### INPUT RECORDS

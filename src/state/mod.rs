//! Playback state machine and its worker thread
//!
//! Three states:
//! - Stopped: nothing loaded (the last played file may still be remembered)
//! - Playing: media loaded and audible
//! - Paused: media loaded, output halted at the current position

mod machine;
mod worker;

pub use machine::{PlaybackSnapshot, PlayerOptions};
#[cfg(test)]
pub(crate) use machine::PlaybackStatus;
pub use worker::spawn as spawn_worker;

### ACTIVITY
Nothing but an exact repetition of the entries is expected here.

### SOLUTION FOR THIS TASK
filename src/state/mod.rs
//! Playback state machine and its worker thread
//!
//! Three states:
//! - Stopped: nothing loaded (the last played file may still be remembered)
//! - Playing: media loaded and audible
//! - Paused: media loaded, output halted at the current position

mod machine;
mod worker;

pub use machine::{PlaybackSnapshot, PlayerOptions};
#[cfg(test)]
pub(crate) use machine::PlaybackStatus;
pub use worker::spawn as spawn_worker;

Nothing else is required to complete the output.